Step 6 — Create the ECS Service (or Run a Standalone Task)
Option A — Run as a Service (Recommended)
A service ensures Grafana stays running. If the task crashes, ECS automatically starts a new one.
-
ECS Console → Clusters →
grafana-cluster→ Services → Create -
Configure:
| Setting | Value |
| Launch type | Fargate |
| Task definition | grafana-task (latest revision) |
| Service name | grafana-service |
| Desired tasks | 1 |
- Networking:
| Setting | Value |
| VPC | Your VPC |
| Subnets | Select your public subnet(s) |
| Security group | grafana-sg (the one allowing port 3000) |
| Public IP | Enabled (this is critical!) |
- Click Create
AWS CLI:
aws ecs create-service \
--cluster grafana-cluster \
--service-name grafana-service \
--task-definition grafana-task \
--desired-count 1 \
--launch-type FARGATE \
--network-configuration '{
"awsvpcConfiguration": {
"subnets": ["subnet-0abc123"],
"securityGroups": ["sg-0def456"],
"assignPublicIp": "ENABLED"
}
}'
Option B — Run a Standalone Task (Quick Test)
aws ecs run-task \
--cluster grafana-cluster \
--task-definition grafana-task \
--launch-type FARGATE \
--network-configuration '{
"awsvpcConfiguration": {
"subnets": ["subnet-0abc123"],
"securityGroups": ["sg-0def456"],
"assignPublicIp": "ENABLED"
}
}'
Step 7 — Access Grafana
-
Go to ECS Console → Clusters →
grafana-cluster→ Tasks tab -
Click on the running task ID
-
Under Configuration, find the Public IP (e.g.,
3.112.45.67) -
Open your browser and navigate to:
http://3.112.45.67:3000 -
Login with:
- Username:
admin - Password:
admin(or whatever you set viaGF_SECURITY_ADMIN_PASSWORD)
- Username:
-
Grafana will prompt you to change the password on first login You now have Grafana running on ECS Fargate, pulled directly from Docker Hub.
Path B — Push Your Own Image to ECR, Then Deploy on ECS
Use this path when you have a custom backend (your own Dockerfile) or want to use a private registry. The workflow is: Build locally → Push to ECR → ECS pulls from ECR.

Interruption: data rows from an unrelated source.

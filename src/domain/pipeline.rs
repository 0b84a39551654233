//! Indicator pipeline: turns a bar series plus indicator specs into a frame
//! of named derived columns.
//!
//! Specs are applied in order. A spec whose kind writes an existing column
//! replaces it (last write wins). Unsupported kinds are logged and skipped;
//! the pipeline itself never fails.

use crate::domain::indicator::bollinger::calculate_bollinger;
use crate::domain::indicator::cci::calculate_cci;
use crate::domain::indicator::macd::{self, calculate_macd};
use crate::domain::indicator::rsi::calculate_rsi;
use crate::domain::indicator::{
    calculate_ema, calculate_sma, compare_column, Column, IndicatorKind, IndicatorSpec,
    RuleScope, BB_LOWER_COLUMN, BB_MIDDLE_COLUMN, BB_UPPER_COLUMN, CCI_COLUMN,
    DEFAULT_BBANDS_PERIOD, DEFAULT_BBANDS_STDDEV, DEFAULT_CCI_PERIOD, DEFAULT_MA_PERIOD,
    DEFAULT_RSI_PERIOD, EMA_COLUMN, MACD_COLUMN, MACD_HIST_COLUMN, MACD_SIGNAL_COLUMN,
    RSI_COLUMN, SMA_COLUMN,
};
use crate::domain::ohlcv::{BarSeries, PriceField};
use crate::domain::strategy::StrategySpec;
use std::collections::BTreeMap;
use tracing::{debug, warn};

/// A run's private copy of the bars plus every derived column.
#[derive(Debug, Clone, Default, PartialEq)]
pub struct IndicatorFrame {
    bars: BarSeries,
    columns: BTreeMap<String, Column>,
}

impl IndicatorFrame {
    pub fn new(bars: BarSeries) -> Self {
        Self {
            bars,
            columns: BTreeMap::new(),
        }
    }

    pub fn bars(&self) -> &BarSeries {
        &self.bars
    }

    pub fn len(&self) -> usize {
        self.bars.len()
    }

    pub fn is_empty(&self) -> bool {
        self.bars.is_empty()
    }

    /// Raw price columns by lowercase name, derived columns by exact name.
    pub fn column(&self, name: &str) -> Option<Column> {
        if let Some(column) = self.columns.get(name) {
            return Some(column.clone());
        }
        PriceField::parse(name)
            .filter(|field| field.column_name() == name)
            .map(|field| self.bars.column(field))
    }

    pub fn derived(&self, name: &str) -> Option<&[Option<f64>]> {
        self.columns.get(name).map(Vec::as_slice)
    }

    pub fn derived_names(&self) -> impl Iterator<Item = &str> {
        self.columns.keys().map(String::as_str)
    }

    /// Returns true when an earlier column of the same name was replaced.
    pub fn set_column(&mut self, name: impl Into<String>, column: Column) -> bool {
        let name = name.into();
        let replaced = self.columns.insert(name.clone(), column).is_some();
        if replaced {
            warn!(column = %name, "derived column overwritten by a later indicator");
        }
        replaced
    }
}

pub fn compute(bars: &BarSeries, specs: &[IndicatorSpec]) -> IndicatorFrame {
    let mut frame = IndicatorFrame::new(bars.clone());
    for spec in specs {
        apply_spec(&mut frame, spec);
    }
    frame
}

/// Entry specs first, then the specs of `indicator` exit conditions.
pub fn compute_for_strategy(bars: &BarSeries, strategy: &StrategySpec) -> IndicatorFrame {
    compute(bars, &strategy.indicator_specs())
}

fn apply_spec(frame: &mut IndicatorFrame, spec: &IndicatorSpec) {
    let params = &spec.params;
    let source = frame.bars.column(params.source_field());

    if spec.scope == RuleScope::Compare {
        let period = params.period_or(DEFAULT_MA_PERIOD);
        let column = match spec.kind {
            IndicatorKind::Ema => calculate_ema(&source, period),
            _ => calculate_sma(&source, period),
        };
        frame.set_column(compare_column(&spec.kind, period), column);
        return;
    }

    match &spec.kind {
        IndicatorKind::Rsi => {
            let period = params.period_or(DEFAULT_RSI_PERIOD);
            frame.set_column(RSI_COLUMN, calculate_rsi(&source, period));
        }
        IndicatorKind::Sma => {
            let period = params.period_or(DEFAULT_MA_PERIOD);
            frame.set_column(SMA_COLUMN, calculate_sma(&source, period));
        }
        IndicatorKind::Ema => {
            let period = params.period_or(DEFAULT_MA_PERIOD);
            frame.set_column(EMA_COLUMN, calculate_ema(&source, period));
        }
        IndicatorKind::Macd => {
            let columns = calculate_macd(
                &source,
                params.fast_or(macd::DEFAULT_FAST),
                params.slow_or(macd::DEFAULT_SLOW),
                params.signal_or(macd::DEFAULT_SIGNAL),
            );
            frame.set_column(MACD_COLUMN, columns.line);
            frame.set_column(MACD_SIGNAL_COLUMN, columns.signal);
            frame.set_column(MACD_HIST_COLUMN, columns.histogram);
        }
        IndicatorKind::Cci => {
            let period = params.period_or(DEFAULT_CCI_PERIOD);
            let typical = frame.bars.typical_prices();
            frame.set_column(CCI_COLUMN, calculate_cci(&typical, period));
        }
        IndicatorKind::Bbands => {
            let bands = calculate_bollinger(
                &source,
                params.period_or(DEFAULT_BBANDS_PERIOD),
                params.stddev_or(DEFAULT_BBANDS_STDDEV),
            );
            frame.set_column(BB_UPPER_COLUMN, bands.upper);
            frame.set_column(BB_MIDDLE_COLUMN, bands.middle);
            frame.set_column(BB_LOWER_COLUMN, bands.lower);
        }
        IndicatorKind::Price(field) => {
            debug!(column = field.column_name(), "price column needs no computation");
        }
        IndicatorKind::Unsupported(name) => {
            warn!(indicator = %name, "indicator not implemented; skipping");
        }
    }
}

Step B1 — Create an ECR Repository
-
ECR Console → Repositories → Create repository
-
Configure:
- Visibility: Private
- Repository name:
my-backend
AWS CLI:
aws ecr create-repository \
--repository-name my-backend \
--region ap-northeast-1
This gives you a repository URI like:123456789012.dkr.ecr.ap-northeast-1.amazonaws.com/my-backend
Step B2 — Build, Tag, and Push Your Docker Image
# 1. Authenticate Docker to ECR
aws ecr get-login-password --region ap-northeast-1 | \
docker login --username AWS --password-stdin \
123456789012.dkr.ecr.ap-northeast-1.amazonaws.com
# 2. Build your Docker image
docker build -t my-backend .
# 3. Tag the image for ECR
docker tag my-backend:latest \
123456789012.dkr.ecr.ap-northeast-1.amazonaws.com/my-backend:latest
# 4. Push to ECR
docker push \
123456789012.dkr.ecr.ap-northeast-1.amazonaws.com/my-backend:latest
Verify in the ECR Console that the image appears under your repository.
Step B3 — Create the Task Definition (Using ECR Image)
The only difference from Path A is the image field — it now points to your ECR URI instead of Docker Hub:
{
"family": "my-backend-task",
"networkMode": "awsvpc",
"requiresCompatibilities": ["FARGATE"],
"cpu": "256",
"memory": "512",
"executionRoleArn": "arn:aws:iam::123456789012:role/ecsTaskExecutionRole",
"containerDefinitions": [
{
"name": "my-backend",
"image": "123456789012.dkr.ecr.ap-northeast-1.amazonaws.com/my-backend:latest",
"essential": true,
"portMappings": [
{
"containerPort": 8080,
"protocol": "tcp"
}
],
"logConfiguration": {
"logDriver": "awslogs",
"options": {
"awslogs-group": "/ecs/my-backend",
"awslogs-region": "ap-northeast-1",
"awslogs-stream-prefix": "backend",
"awslogs-create-group": "true"
}
}
}
]
}
The ecsTaskExecutionRole already has permissions to pull from ECR (via the AmazonECSTaskExecutionRolePolicy). No extra configuration needed.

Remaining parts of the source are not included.